Interestingly, the significant rise in TB mortality between 1937 and 1947 in Bavaria, which is illustrated in Figure 1, was almost completely due to pulmonary TB; by contrast there was only a small increase in extrapulmonary TB (Fig. 2), possibly due in part to unavailable or insufficient diagnostic methods. This phenomenon was also seen in other German provinces: pulmonary TB ranging from 91% of all TB deaths in Berlin down to 82% in Hesse in 1947. In the U.S. Zone, 85% of the mortality was ascribed to pulmonary TB and 15% to TB of other organs. These proportions are identical with the figures for all of Germany over the 3-year period, 1935–1937 [9]. That the rise of TB deaths was caused mainly by pulmonary TB was also observed in other countries (see chapters 6–19).
The data from Bavaria confirm that the TB mortality during wartime and at the end of the WWII was generally larger in the cities than in the rural districts, as shown on Figure 2.
Fig. 1. Tuberculosis mortality in Bavaria, Germany, 1937–1947, adapted from [13], with permission of Springer.
Fig. 2. Increase of TB mortality in Bavaria, Germany, at the end of WWII, mainly in cities compared to rural districts, adapted from Ref. [13], with permission of Springer.
One of the reasons for higher TB mortality rates in large cities (Fig. 3) may be owing to either the prevailing insufficient food supply (or to the better provision of food in rural areas). In Berlin, for example, food shortages were presumably enhanced because of the difficulty in procuring food from the surrounding farmland [14]. A further reason was presumably that living conditions were less crowded in rural areas [9]. An additional reason for the exacerbation of the prevalence of TB in big cities such as Berlin was the considerable loss of housing accommodations by massive allied bombing raids after 1943. Meyer mentions that in the different districts of Berlin between 25 and 50% of houses had been destroyed, heaviest in industrial districts where the lower social classes lived [14]. Virtually the same pattern of destruction occurred in England where industrial cities were the main target of German bomb and V2 attacks.
Rich versus Poor
Using available data from different parts of the city, Klesse [15] infers a steeper increase in TB mortality from 1939 to 1944 within Berlin districts predominantly inhabited by working class people compared to those where the more affluent preferred living. For instance, in the whole of Greater Berlin, TB mortality increased by 53% during this period, whereas in the Neukölln district it rose by 68%. Moreover, Neukölln was not among the poorer city areas; in fact, it was rather by averaging richer and poorer districts that Klesse concluded that some poorer districts had more TB than other more affluent ones. The same was true for Vienna, as mentioned by Daniels [3], where the highest TB mortality was in the working class boroughs (up to 322 per 100,000 inhabitants).
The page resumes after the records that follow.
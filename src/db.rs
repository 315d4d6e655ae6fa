//! Relational storage backend over SQLite.
//!
//! Connections come from a bounded `r2d2` pool; every operation checks one
//! out, runs, and returns it. Writes that hit SQLITE_BUSY / SQLITE_LOCKED
//! are retried a fixed number of times with a one-second backoff, then
//! surfaced. Users, chats and files follow a skip-if-unchanged discipline:
//! the stored row is read first and the write is elided when every field
//! already matches.

use std::fs;
use std::path::Path;
use std::thread;
use std::time::Duration;

use async_trait::async_trait;
use chrono::{Datelike, Utc};
use r2d2::Pool;
use r2d2_sqlite::SqliteConnectionManager;
use rusqlite::{params, Connection, OptionalExtension, Row, ToSql};
use tracing::debug;

use crate::error::{ArchiveError, Result};
use crate::models::{
    Audio, Chat, ChatKind, Document, FileRecord, Message, PhotoSize, Sticker, StoredMessage, User,
    Video, Voice,
};
use crate::repository::{step, EntityStore};
use crate::schema::{cens_levels, chats, files, messages, users, warn_levels};

/// Type alias for the database connection pool
pub type DbPool = Pool<SqliteConnectionManager>;

const BUSY_RETRY_LIMIT: u32 = 3;
const BUSY_RETRY_BACKOFF: Duration = Duration::from_secs(1);

/// SQLite-backed [`EntityStore`] implementation.
pub struct SqliteStore {
    pool: DbPool,
}
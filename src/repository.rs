//! Backend-agnostic entity store contract.
//!
//! One logical entity API with one physical representation per storage
//! technology: [`crate::db::SqliteStore`] (relational) and
//! [`crate::docstore::DocumentStore`] (document-oriented). The backend is
//! selected once at startup from configuration via [`open_store`]; callers
//! hold an `Arc<dyn EntityStore>` and never branch on the backend again.

use std::sync::Arc;

use async_trait::async_trait;

use crate::config::StorageConfig;
use crate::db::SqliteStore;
use crate::docstore::DocumentStore;
use crate::error::{ArchiveError, Result};
use crate::models::{Chat, FileRecord, Message, StoredMessage, User};

/// Capability set implemented by every storage backend.
///
/// All upserts are idempotent: re-saving identical content never creates
/// duplicate records. `upsert_message` is a best-effort cascade over the
/// nested entity graph — each sub-entity save is an independent fallible
/// step, failures are logged and the last one is reported after the message
/// body itself has been attempted. The cascade is at-least-once, not atomic:
/// a crash mid-cascade leaves partially written state, which the backfilling
/// reader side tolerates.
#[async_trait]
pub trait EntityStore: Send + Sync {
    /// Insert or update a user keyed by its platform id.
    async fn upsert_user(&self, user: &User) -> Result<()>;

    /// Insert or update a chat keyed by its platform id.
    ///
    /// `forward_origin` marks chats recorded only because a message was
    /// forwarded from them; the flag is persisted on first insert and
    /// preserved by later upserts.
    async fn upsert_chat(&self, chat: &Chat, forward_origin: bool) -> Result<()>;

    /// Save a message and its reachable entity graph.
    async fn upsert_message(&self, message: &Message) -> Result<()>;

    /// Tracked conversations: every stored chat that is not a mere
    /// forward origin.
    async fn get_chats(&self) -> Result<Vec<Chat>>;

    /// All stored users.
    async fn get_users(&self) -> Result<Vec<User>>;

    /// Look up a single user by `@handle` or by "First [Last]" name query.
    ///
    /// Zero matches fail with [`ArchiveError::NotFound`]; more than one
    /// match fails with [`ArchiveError::Ambiguous`] carrying display
    /// strings; queries of more than two name tokens fail with
    /// [`ArchiveError::MalformedQuery`].
    async fn get_user(&self, query: &str) -> Result<User>;

    /// Messages of a chat ordered ascending by date. Bounds are inclusive
    /// unix seconds; both absent means the full history.
    async fn get_messages_by_date(
        &self,
        chat_id: i64,
        begin: Option<i64>,
        end: Option<i64>,
    ) -> Result<Vec<StoredMessage>>;

    /// Timestamp-only projection of `get_messages_by_date`, used to feed
    /// the temporal index without transferring message bodies.
    async fn get_dates(
        &self,
        chat_id: i64,
        begin: Option<i64>,
        end: Option<i64>,
    ) -> Result<Vec<i64>>;

    /// Insert or update a downloaded-file record keyed by
    /// (file id, chat id).
    async fn save_file(&self, file: &FileRecord) -> Result<()>;

    /// Fetch a downloaded-file record; [`ArchiveError::NotFound`] when the
    /// file was never recorded for this chat.
    async fn get_file(&self, file_id: &str, chat_id: i64) -> Result<FileRecord>;

    /// Censor level for the current calendar year; 0 when no record exists.
    async fn cens_level(&self, user_id: i64) -> Result<u32>;

    /// Set the current-year censor level.
    async fn set_cens_level(&self, user_id: i64, level: u32) -> Result<()>;

    /// Increment the current-year censor level by one and return the new
    /// value. Fetch-then-store; no cross-request atomicity is guaranteed.
    async fn add_cens_level(&self, user_id: i64) -> Result<u32>;

    /// Remove the current-year censor record, returning the user to the
    /// clean zero-value state.
    async fn clear_cens_level(&self, user_id: i64) -> Result<()>;

    /// Warn level; 0 when no record exists. Not year-scoped.
    async fn warn_level(&self, user_id: i64) -> Result<u32>;

    /// Set the warn level.
    async fn set_warn_level(&self, user_id: i64, level: u32) -> Result<()>;

    /// Increment the warn level by one and return the new value.
    async fn add_warn_level(&self, user_id: i64) -> Result<u32>;

    /// Remove the warn record.
    async fn clear_warn_level(&self, user_id: i64) -> Result<()>;
}

/// Record one failed step of the message-save cascade: log it, count it,
/// remember it as the error to report, and let the cascade continue.
pub(crate) fn step(last_err: &mut Option<ArchiveError>, name: &'static str, res: Result<()>) {
    if let Err(e) = res {
        tracing::warn!(step = name, error = %e, "message save step failed");
        crate::metrics::cascade_step_failed(name);
        *last_err = Some(e);
    }
}

/// Open the storage backend named by the configuration.
pub fn open_store(cfg: &StorageConfig) -> Result<Arc<dyn EntityStore>> {
    match cfg.backend.as_str() {
        "sqlite" => Ok(Arc::new(SqliteStore::new(
            &cfg.sqlite_path,
            cfg.max_connections,
        )?)),
        "document" => Ok(Arc::new(DocumentStore::open(&cfg.document_path)?)),
        other => Err(ArchiveError::Config(format!(
            "unknown storage backend: {other}"
        ))),
    }
}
Fig. 3. TB mortality in selected European cities, 1938–1947, adapted from Ref. [3].
An interesting explanation for the faster elimination of infectious sources in the Soviet zone (GDR) during the first years after WWII in comparison with the western zones of Germany (FRG; Fig. 7 at the end of chapter 5 has been presented by Ferlinz et al.: the twofold higher TB mortality of infectious sources after the war – presumably due to the lack of TB drugs and the worse economic situation – reduced the spread of the TB bacilli to the population. Additional factors were the less favorable conditions in the FRG due to the substantially larger proportion of foreigners (immigrants as well as asylum seekers) from countries with high TB incidence [16].
Host-Dependent Risk Factors
Host-dependent factors are important conditions that weaken the immune defense system of the body. The defense mechanisms against M. tuberculosis are complex, a variety of factors are involved, from innate and adaptive cellular to humoral immune responses. If these are impaired, it increases TB morbidity, chiefly through increased progression from already present latent infection to active disease with accompanying mortality. Impaired immune defenses are an increasing cause of TB disease and death in developed as well as in underdeveloped countries.
While the risk of becoming infected with M. tuberculosis is largely exogenous in nature as described above, the risk subsequent to acquisition of latent infection with M. tuberculosis is largely endogenous [17]. Thus, crowded congregate settings are conducive to increase the probability of successful transmission of tubercle bacilli. While infection with M. tuberculosis is the necessary or initiating cause, some reduction in the body’s resistance, probably decreased cellular immunity, is undoubtedly the sufficient or promoting cause [18]. What we refer to here as host-dependent factors broadly circumscribes a multitude of factors that increase the risk of progression from latent infection with M. tuberculosis to overt clinical disease by putatively undermining cellular immune defenses [19]. Many of these factors are well established, leaving little doubt about their causal role in increasing the risk of progression to TB (such as diabetes mellitus, silicosis, immunosuppressive therapy with certain drug classes, etc.), while the relationship is causally less certain in others (such as gastrectomy, certain blood groups). One factor of major global implication because of its shear population magnitude is malnutrition or, more precisely, protein energy malnutrition.